Stored data:
//! The event aggregate: construction, validation, mutation, comparison.

use chrono::{DateTime, Utc};
use chrono_tz::Tz;
use serde_json::{Map, Value};
use std::cmp::Ordering;
use std::fmt;

use crate::attachment::Attachment;
use crate::attendee::Attendee;
use crate::conference::ConferenceSolution;
use crate::error::{EventError, EventResult};
use crate::event_time::{EventTime, TimeInput, local_timezone, normalize_span};
use crate::reminders::{
    DEFAULT_EMAIL_MINUTES, DEFAULT_POPUP_MINUTES, Reminder, ReminderSet,
};

/// Visibility of the event to other readers of the calendar.
#[derive(Debug, Clone, Copy, PartialEq, Eq, Default)]
pub enum Visibility {
    /// The calendar's default visibility for events.
    #[default]
    Default,
    /// Event details are visible to all readers of the calendar.
    Public,
    /// Only attendees may view event details.
    Private,
}

impl Visibility {
    pub fn as_str(&self) -> &'static str {
        match self {
            Visibility::Default => "default",
            Visibility::Public => "public",
            Visibility::Private => "private",
        }
    }
}

/// A calendar event.
///
/// Constructed client-side through [`Event::builder`] (no id) or deserialized
/// from a server response (has `event_id` and `updated`). Start and end are
/// guaranteed to be the same kind: both all-day dates or both zoned instants.
#[derive(Debug, Clone)]
pub struct Event {
    /// Opaque identifier, assigned by the server when absent.
    pub event_id: Option<String>,
    pub summary: String,
    pub description: Option<String>,
    pub location: Option<String>,
    pub start: EventTime,
    pub end: EventTime,
    /// Zone used to localize naive inputs and to anchor all-day dates when
    /// ordering events.
    pub timezone: Tz,
    /// RRULE/RDATE/EXRULE/EXDATE strings, passed through verbatim.
    pub recurrence: Vec<String>,
    pub color_id: Option<String>,
    pub visibility: Visibility,
    pub attendees: Vec<Attendee>,
    pub attachments: Vec<Attachment>,
    pub conference_solution: Option<ConferenceSolution>,
    pub reminders: ReminderSet,
    /// Whether the calendar's default reminders apply; mutually exclusive
    /// with a non-empty `reminders` set.
    pub default_reminders: bool,
    /// Last modification time. Server-owned, never sent by the client.
    pub updated: Option<DateTime<Utc>>,
    /// Unrecognized wire fields, re-emitted verbatim on serialization.
    pub other: Map<String, Value>,
}

impl Event {
    /// Start building an event with the two required fields.
    pub fn builder(summary: impl Into<String>, start: impl Into<TimeInput>) -> EventBuilder {
        EventBuilder {
            summary: summary.into(),
            start: start.into(),
            end: None,
            timezone: None,
            event_id: None,
            description: None,
            location: None,
            recurrence: Vec::new(),
            color_id: None,
            visibility: Visibility::Default,
            attendees: Vec::new(),
            attachments: Vec::new(),
            conference_solution: None,
            reminders: Vec::new(),
            default_reminders: false,
            popup_reminder_minutes: None,
            email_reminder_minutes: None,
            other: Map::new(),
        }
    }

    /// Shorthand for a fully-defaulted event.
    pub fn new(summary: impl Into<String>, start: impl Into<TimeInput>) -> EventResult<Self> {
        Event::builder(summary, start).build()
    }

    pub fn id(&self) -> Option<&str> {
        self.event_id.as_deref()
    }

    /// Append an attendee; a bare email string becomes a minimal record.
    pub fn add_attendee(&mut self, attendee: impl Into<Attendee>) {
        self.attendees.push(attendee.into());
    }

    pub fn add_attachment(
        &mut self,
        file_url: impl Into<String>,
        title: impl Into<String>,
        mime_type: impl Into<String>,
    ) {
        self.attachments.push(Attachment::new(file_url, title, mime_type));
    }

    /// Append an override reminder; fails once the event holds 5.
    pub fn add_reminder(&mut self, reminder: Reminder) -> EventResult<()> {
        self.reminders.add(reminder)
    }

    /// Append a popup reminder; `None` means the default 30-minute lead time.
    pub fn add_popup_reminder(&mut self, minutes_before_start: Option<u32>) -> EventResult<()> {
        self.add_reminder(Reminder::popup(
            minutes_before_start.unwrap_or(DEFAULT_POPUP_MINUTES),
        ))
    }

    /// Append an email reminder; `None` means the default 60-minute lead time.
    pub fn add_email_reminder(&mut self, minutes_before_start: Option<u32>) -> EventResult<()> {
        self.add_reminder(Reminder::email(
            minutes_before_start.unwrap_or(DEFAULT_EMAIL_MINUTES),
        ))
    }
}

impl fmt::Display for Event {
    fn fmt(&self, f: &mut fmt::Formatter) -> fmt::Result {
        write!(f, "{} - {}", self.start, self.summary)
    }
}

/// Field-based equality. `updated` is volatile and server-owned, so it is
/// excluded; `timezone` and `conference_solution` are presentation/pass-through
/// concerns and do not participate either. Ids do: two otherwise-identical
/// events with different ids are unequal.
impl PartialEq for Event {
    fn eq(&self, other: &Self) -> bool {
        self.start == other.start
            && self.end == other.end
            && self.event_id == other.event_id
            && self.summary == other.summary
            && self.description == other.description
            && self.location == other.location
            && self.recurrence == other.recurrence
            && self.color_id == other.color_id
            && self.visibility == other.visibility
            && self.attendees == other.attendees
            && self.attachments == other.attachments
            && self.reminders == other.reminders
            && self.default_reminders == other.default_reminders
            && self.other == other.other
    }
}

/// Scheduling order: by `(start, end)`, with all-day dates anchored at local
/// midnight in each event's own timezone so all-day and timed events sort
/// consistently. Returns `None` only when midnight does not exist in the
/// event's zone.
impl PartialOrd for Event {
    fn partial_cmp(&self, other: &Self) -> Option<Ordering> {
        let key = (
            self.start.to_instant(self.timezone)?,
            self.end.to_instant(self.timezone)?,
        );
        let other_key = (
            other.start.to_instant(other.timezone)?,
            other.end.to_instant(other.timezone)?,
        );
        key.partial_cmp(&other_key)
    }
}

/// Builder for [`Event`]. All validation runs in [`EventBuilder::build`].
#[derive(Debug, Clone)]
pub struct EventBuilder {
    summary: String,
    start: TimeInput,
    end: Option<TimeInput>,
    timezone: Option<Tz>,
    event_id: Option<String>,
    description: Option<String>,
    location: Option<String>,
    recurrence: Vec<String>,
    color_id: Option<String>,
    visibility: Visibility,
    attendees: Vec<Attendee>,
    attachments: Vec<Attachment>,
    conference_solution: Option<ConferenceSolution>,
    reminders: Vec<Reminder>,
    default_reminders: bool,
    popup_reminder_minutes: Option<u32>,
    email_reminder_minutes: Option<u32>,
    other: Map<String, Value>,
}

impl EventBuilder {
    pub fn end(mut self, end: impl Into<TimeInput>) -> Self {
        self.end = Some(end.into());
        self
    }

    /// IANA zone used to localize naive datetimes. Defaults to the host's
    /// zone, or UTC when that cannot be determined.
    pub fn timezone(mut self, tz: Tz) -> Self {
        self.timezone = Some(tz);
        self
    }

    /// Client-supplied id; must be 5-1024 characters in `[a-vA-V0-9]`.
    pub fn event_id(mut self, id: impl Into<String>) -> Self {
        self.event_id = Some(id.into());
        self
    }

    pub fn description(mut self, description: impl Into<String>) -> Self {
        self.description = Some(description.into());
        self
    }

    pub fn location(mut self, location: impl Into<String>) -> Self {
        self.location = Some(location.into());
        self
    }

    pub fn recurrence_rule(mut self, rule: impl Into<String>) -> Self {
        self.recurrence.push(rule.into());
        self
    }

    pub fn recurrence(mut self, rules: impl IntoIterator<Item = String>) -> Self {
        self.recurrence.extend(rules);
        self
    }

    pub fn color_id(mut self, color_id: impl Into<String>) -> Self {
        self.color_id = Some(color_id.into());
        self
    }

    pub fn visibility(mut self, visibility: Visibility) -> Self {
        self.visibility = visibility;
        self
    }

    pub fn attendee(mut self, attendee: impl Into<Attendee>) -> Self {
        self.attendees.push(attendee.into());
        self
    }

    pub fn attendees<A: Into<Attendee>>(mut self, attendees: impl IntoIterator<Item = A>) -> Self {
        self.attendees.extend(attendees.into_iter().map(Into::into));
        self
    }

    pub fn attachment(mut self, attachment: Attachment) -> Self {
        self.attachments.push(attachment);
        self
    }

    pub fn attachments(mut self, attachments: impl IntoIterator<Item = Attachment>) -> Self {
        self.attachments.extend(attachments);
        self
    }

    pub fn conference_solution(mut self, conference: ConferenceSolution) -> Self {
        self.conference_solution = Some(conference);
        self
    }

    pub fn reminder(mut self, reminder: Reminder) -> Self {
        self.reminders.push(reminder);
        self
    }

    pub fn reminders(mut self, reminders: impl IntoIterator<Item = Reminder>) -> Self {
        self.reminders.extend(reminders);
        self
    }

    /// Use the calendar's default reminders instead of overrides.
    pub fn default_reminders(mut self, default_reminders: bool) -> Self {
        self.default_reminders = default_reminders;
        self
    }

    /// Shortcut for a popup reminder; added through the capped path at build time.
    pub fn popup_reminder(mut self, minutes_before_start: u32) -> Self {
        self.popup_reminder_minutes = Some(minutes_before_start);
        self
    }

    /// Shortcut for an email reminder; added through the capped path at build time.
    pub fn email_reminder(mut self, minutes_before_start: u32) -> Self {
        self.email_reminder_minutes = Some(minutes_before_start);
        self
    }

    /// Extra wire field, stored verbatim in `other` and re-emitted unchanged.
    pub fn other(mut self, key: impl Into<String>, value: Value) -> Self {
        self.other.insert(key.into(), value);
        self
    }

    pub fn build(self) -> EventResult<Event> {
        let timezone = self.timezone.unwrap_or_else(local_timezone);
        let (start, end) = normalize_span(self.start, self.end, timezone)?;

        if let Some(id) = &self.event_id {
            validate_event_id(id)?;
        }

        let reminders = ReminderSet::from_reminders(self.reminders)?;
        reminders.check_default_conflict(self.default_reminders)?;

        let mut event = Event {
            event_id: self.event_id,
            summary: self.summary,
            description: self.description,
            location: self.location,
            start,
            end,
            timezone,
            recurrence: self.recurrence,
            color_id: self.color_id,
            visibility: self.visibility,
            attendees: self.attendees,
            attachments: self.attachments,
            conference_solution: self.conference_solution,
            reminders,
            default_reminders: self.default_reminders,
            updated: None,
            other: self.other,
        };

        // Shortcuts go through add_reminder, so the 5-item cap still applies.
        if let Some(minutes) = self.popup_reminder_minutes {
            event.add_popup_reminder(Some(minutes))?;
        }
        if let Some(minutes) = self.email_reminder_minutes {
            event.add_email_reminder(Some(minutes))?;
        }

        Ok(event)
    }
}

fn validate_event_id(id: &str) -> EventResult<()> {
    let valid_chars = id
        .chars()
        .all(|c| matches!(c, 'a'..='v' | 'A'..='V' | '0'..='9'));

    if id.len() < 5 || id.len() > 1024 || !valid_chars {
        return Err(EventError::InvalidEventId(id.to_string()));
    }
    Ok(())
}
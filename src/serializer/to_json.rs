use serde_json::{Map, Value, json};

use crate::attachment::Attachment;
use crate::attendee::{Attendee, ResponseStatus};
use crate::conference::ConferenceSolution;
use crate::event::Event;
use crate::event_time::EventTime;
use crate::reminders::{Reminder, ReminderMethod};
use crate::serializer::{RECOGNIZED_KEYS, ToJson};

impl ToJson for Event {
    fn to_json(&self) -> Value {
        let mut obj = Map::new();

        if let Some(id) = &self.event_id {
            obj.insert("id".to_string(), json!(id));
        }
        obj.insert("summary".to_string(), json!(self.summary));
        if let Some(description) = &self.description {
            obj.insert("description".to_string(), json!(description));
        }
        if let Some(location) = &self.location {
            obj.insert("location".to_string(), json!(location));
        }
        obj.insert("start".to_string(), self.start.to_json());
        obj.insert("end".to_string(), self.end.to_json());
        if !self.recurrence.is_empty() {
            obj.insert("recurrence".to_string(), json!(self.recurrence));
        }
        if let Some(color_id) = &self.color_id {
            obj.insert("colorId".to_string(), json!(color_id));
        }
        obj.insert("visibility".to_string(), json!(self.visibility.as_str()));
        if !self.attendees.is_empty() {
            let attendees: Vec<Value> = self.attendees.iter().map(ToJson::to_json).collect();
            obj.insert("attendees".to_string(), Value::Array(attendees));
        }
        if !self.attachments.is_empty() {
            let attachments: Vec<Value> = self.attachments.iter().map(ToJson::to_json).collect();
            obj.insert("attachments".to_string(), Value::Array(attachments));
        }
        if let Some(conference) = &self.conference_solution {
            obj.insert("conferenceData".to_string(), conference.to_json());
        }
        let overrides: Vec<Value> = self.reminders.iter().map(ToJson::to_json).collect();
        obj.insert(
            "reminders".to_string(),
            json!({
                "useDefault": self.default_reminders,
                "overrides": overrides,
            }),
        );

        // `updated` is server-owned and never sent back.

        for (key, value) in &self.other {
            if !RECOGNIZED_KEYS.contains(&key.as_str()) {
                obj.insert(key.clone(), value.clone());
            }
        }

        Value::Object(obj)
    }
}

impl ToJson for EventTime {
    fn to_json(&self) -> Value {
        match self {
            EventTime::Date(d) => json!({ "date": d.format("%Y-%m-%d").to_string() }),
            EventTime::Zoned(dt) => json!({
                "dateTime": dt.to_rfc3339(),
                "timeZone": dt.timezone().name(),
            }),
        }
    }
}

impl ToJson for Attendee {
    fn to_json(&self) -> Value {
        let mut obj = Map::new();

        obj.insert("email".to_string(), json!(self.email));
        if let Some(display_name) = &self.display_name {
            obj.insert("displayName".to_string(), json!(display_name));
        }
        if let Some(comment) = &self.comment {
            obj.insert("comment".to_string(), json!(comment));
        }
        // False flags stay absent, the service's own default.
        if self.optional {
            obj.insert("optional".to_string(), json!(true));
        }
        if self.is_resource {
            obj.insert("resource".to_string(), json!(true));
        }
        if let Some(additional_guests) = self.additional_guests {
            obj.insert("additionalGuests".to_string(), json!(additional_guests));
        }
        if let Some(status) = self.response_status {
            obj.insert("responseStatus".to_string(), json!(response_status_str(status)));
        }
        if self.organizer {
            obj.insert("organizer".to_string(), json!(true));
        }
        if self.is_self {
            obj.insert("self".to_string(), json!(true));
        }

        Value::Object(obj)
    }
}

impl ToJson for Attachment {
    fn to_json(&self) -> Value {
        json!({
            "title": self.title,
            "fileUrl": self.file_url,
            "mimeType": self.mime_type,
        })
    }
}

impl ToJson for Reminder {
    fn to_json(&self) -> Value {
        let method = match self.method {
            ReminderMethod::Popup => "popup",
            ReminderMethod::Email => "email",
        };
        json!({
            "method": method,
            "minutes": self.minutes_before_start,
        })
    }
}

impl ToJson for ConferenceSolution {
    fn to_json(&self) -> Value {
        self.as_value().clone()
    }
}

fn response_status_str(status: ResponseStatus) -> &'static str {
    match status {
        ResponseStatus::NeedsAction => "needsAction",
        ResponseStatus::Declined => "declined",
        ResponseStatus::Tentative => "tentative",
        ResponseStatus::Accepted => "accepted",
    }
}

#[cfg(test)]
mod tests {
    use super::*;
    use chrono::NaiveDate;
    use chrono_tz::Tz;

    fn date(y: i32, m: u32, d: u32) -> NaiveDate {
        NaiveDate::from_ymd_opt(y, m, d).unwrap()
    }

    #[test]
    fn all_day_event_serializes_to_date_objects() {
        let event = Event::builder("Meeting", date(2024, 3, 1))
            .end(date(2024, 3, 2))
            .build()
            .unwrap();

        let json = event.to_json();

        assert_eq!(json["summary"], "Meeting");
        assert_eq!(json["start"], json!({ "date": "2024-03-01" }));
        assert_eq!(json["end"], json!({ "date": "2024-03-02" }));
        assert_eq!(json["visibility"], "default");
        assert_eq!(
            json["reminders"],
            json!({ "useDefault": false, "overrides": [] })
        );
    }

    #[test]
    fn timed_event_carries_datetime_and_zone() {
        let tz: Tz = "Europe/Paris".parse().unwrap();
        let event = Event::builder("Call", date(2024, 6, 1).and_hms_opt(14, 0, 0).unwrap())
            .timezone(tz)
            .build()
            .unwrap();

        let json = event.to_json();

        assert_eq!(json["start"]["dateTime"], "2024-06-01T14:00:00+02:00");
        assert_eq!(json["start"]["timeZone"], "Europe/Paris");
        assert_eq!(json["end"]["dateTime"], "2024-06-01T15:00:00+02:00");
    }

    #[test]
    fn absent_optionals_are_omitted_not_null() {
        let event = Event::new("Meeting", date(2024, 3, 1)).unwrap();
        let json = event.to_json();
        let obj = json.as_object().unwrap();

        for key in ["id", "description", "location", "recurrence", "colorId",
                    "attendees", "attachments", "conferenceData", "updated"] {
            assert!(!obj.contains_key(key), "unexpected key {key}");
        }
        assert!(!obj.values().any(Value::is_null));
    }

    #[test]
    fn minimal_attendee_emits_only_email() {
        let json = Attendee::new("alice@example.com").to_json();
        assert_eq!(json, json!({ "email": "alice@example.com" }));
    }

    #[test]
    fn passthrough_fields_merge_without_shadowing() {
        let event = Event::builder("Meeting", date(2024, 3, 1))
            .other("transparency", json!("transparent"))
            .other("summary", json!("injected"))
            .build()
            .unwrap();

        let json = event.to_json();

        assert_eq!(json["transparency"], "transparent");
        assert_eq!(json["summary"], "Meeting");
    }

    #[test]
    fn reminder_overrides_use_wire_field_names() {
        let event = Event::builder("Meeting", date(2024, 3, 1))
            .reminder(Reminder::popup(10))
            .reminder(Reminder::email(60))
            .build()
            .unwrap();

        assert_eq!(
            event.to_json()["reminders"],
            json!({
                "useDefault": false,
                "overrides": [
                    { "method": "popup", "minutes": 10 },
                    { "method": "email", "minutes": 60 },
                ],
            })
        );
    }
}
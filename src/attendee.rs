//! Event attendee records.

use serde::{Deserialize, Serialize};

/// An event attendee.
///
/// Everywhere an attendee is accepted, a bare email string works too: the
/// `From<&str>` / `From<String>` impls wrap it into a record with only the
/// email populated and every other field absent or false.
#[derive(Debug, Clone, PartialEq, Default, Serialize, Deserialize)]
pub struct Attendee {
    pub email: String,
    pub display_name: Option<String>,
    pub comment: Option<String>,
    /// Whether attendance is optional.
    pub optional: bool,
    /// Whether the attendee is a resource (e.g. a meeting room).
    pub is_resource: bool,
    pub additional_guests: Option<u32>,
    pub response_status: Option<ResponseStatus>,
    /// Server-populated: whether this attendee organizes the event.
    pub organizer: bool,
    /// Server-populated: whether this entry is the authenticated user.
    pub is_self: bool,
}

impl Attendee {
    pub fn new(email: impl Into<String>) -> Self {
        Attendee {
            email: email.into(),
            ..Default::default()
        }
    }
}

impl From<&str> for Attendee {
    fn from(email: &str) -> Self {
        Attendee::new(email)
    }
}

impl From<String> for Attendee {
    fn from(email: String) -> Self {
        Attendee::new(email)
    }
}

/// Attendee's response to the event invitation.
#[derive(Debug, Clone, Copy, PartialEq, Eq, Serialize, Deserialize)]
pub enum ResponseStatus {
    NeedsAction,
    Declined,
    Tentative,
    Accepted,
}

#[cfg(test)]
mod tests {
    use super::*;

    #[test]
    fn email_string_coerces_to_minimal_attendee() {
        let attendee: Attendee = "alice@example.com".into();

        assert_eq!(attendee.email, "alice@example.com");
        assert_eq!(attendee.display_name, None);
        assert_eq!(attendee.comment, None);
        assert!(!attendee.optional);
        assert!(!attendee.is_resource);
        assert_eq!(attendee.additional_guests, None);
        assert_eq!(attendee.response_status, None);
        assert!(!attendee.organizer);
        assert!(!attendee.is_self);
    }

    #[test]
    fn coerced_attendee_equals_explicit_record() {
        let from_email: Attendee = "bob@example.com".into();
        let explicit = Attendee::new("bob@example.com");

        assert_eq!(from_email, explicit);
    }
}
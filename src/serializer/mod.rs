//! Conversion between the in-memory event model and the service's wire JSON.
//!
//! The wire shape does not match the model shape (camelCase keys, tagged
//! start/end objects, the `useDefault`/`overrides` reminder envelope), so the
//! mapping is written by hand field by field rather than derived.

mod from_json;
mod to_json;

use serde_json::Value;

use crate::error::EventResult;

/// Serialize a model type into its wire JSON representation.
pub trait ToJson {
    fn to_json(&self) -> Value;
}

/// Deserialize a model type from its wire JSON representation.
pub trait FromJson: Sized {
    fn from_json(value: Value) -> EventResult<Self>;
}

/// Top-level wire keys with a typed field on `Event`. Everything else is
/// preserved in `other`; passthrough keys colliding with this set are dropped
/// on serialization so they cannot shadow typed fields.
pub(crate) const RECOGNIZED_KEYS: &[&str] = &[
    "id",
    "summary",
    "description",
    "location",
    "start",
    "end",
    "recurrence",
    "colorId",
    "visibility",
    "attendees",
    "attachments",
    "conferenceData",
    "reminders",
    "updated",
];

### YOUR GOAL
Could you write out, exactly as they stand, only the lines above that begin at the line with "impl From<String> for" and stop after the line with "filename src/serializer/mod.rs"?

### EXERCISE ANSWER
impl From<String> for Attendee {
    fn from(email: String) -> Self {
        Attendee::new(email)
    }
}

/// Attendee's response to the event invitation.
#[derive(Debug, Clone, Copy, PartialEq, Eq, Serialize, Deserialize)]
pub enum ResponseStatus {
    NeedsAction,
    Declined,
    Tentative,
    Accepted,
}

#[cfg(test)]
mod tests {
    use super::*;

    #[test]
    fn email_string_coerces_to_minimal_attendee() {
        let attendee: Attendee = "alice@example.com".into();

        assert_eq!(attendee.email, "alice@example.com");
        assert_eq!(attendee.display_name, None);
        assert_eq!(attendee.comment, None);
        assert!(!attendee.optional);
        assert!(!attendee.is_resource);
        assert_eq!(attendee.additional_guests, None);
        assert_eq!(attendee.response_status, None);
        assert!(!attendee.organizer);
        assert!(!attendee.is_self);
    }

    #[test]
    fn coerced_attendee_equals_explicit_record() {
        let from_email: Attendee = "bob@example.com".into();
        let explicit = Attendee::new("bob@example.com");

        assert_eq!(from_email, explicit);
    }
}
filename src/serializer/mod.rs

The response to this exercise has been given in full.